Task to carry out: Set down, word for word, the stretch of lines from the one containing "pub(crate) const USER_COLUMNS: &str" to the end of the records below.

Saved entries:

====

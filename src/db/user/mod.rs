// User repository: transport identities and activity bookkeeping.

mod create;
mod read;
mod update;

use sqlx::PgPool;

/// User repository (wraps the Postgres pool).
#[derive(Clone)]
pub struct UserRepository {
    pub(crate) pool: PgPool,
}

impl UserRepository {
    pub fn new(pool: PgPool) -> Self {
        Self { pool }
    }
}

pub(crate) const USER_COLUMNS: &str =
    "id, handle, display_name, active, last_activity_at, created_at";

====

Answer:
pub(crate) const USER_COLUMNS: &str =
    "id, handle, display_name, active, last_activity_at, created_at";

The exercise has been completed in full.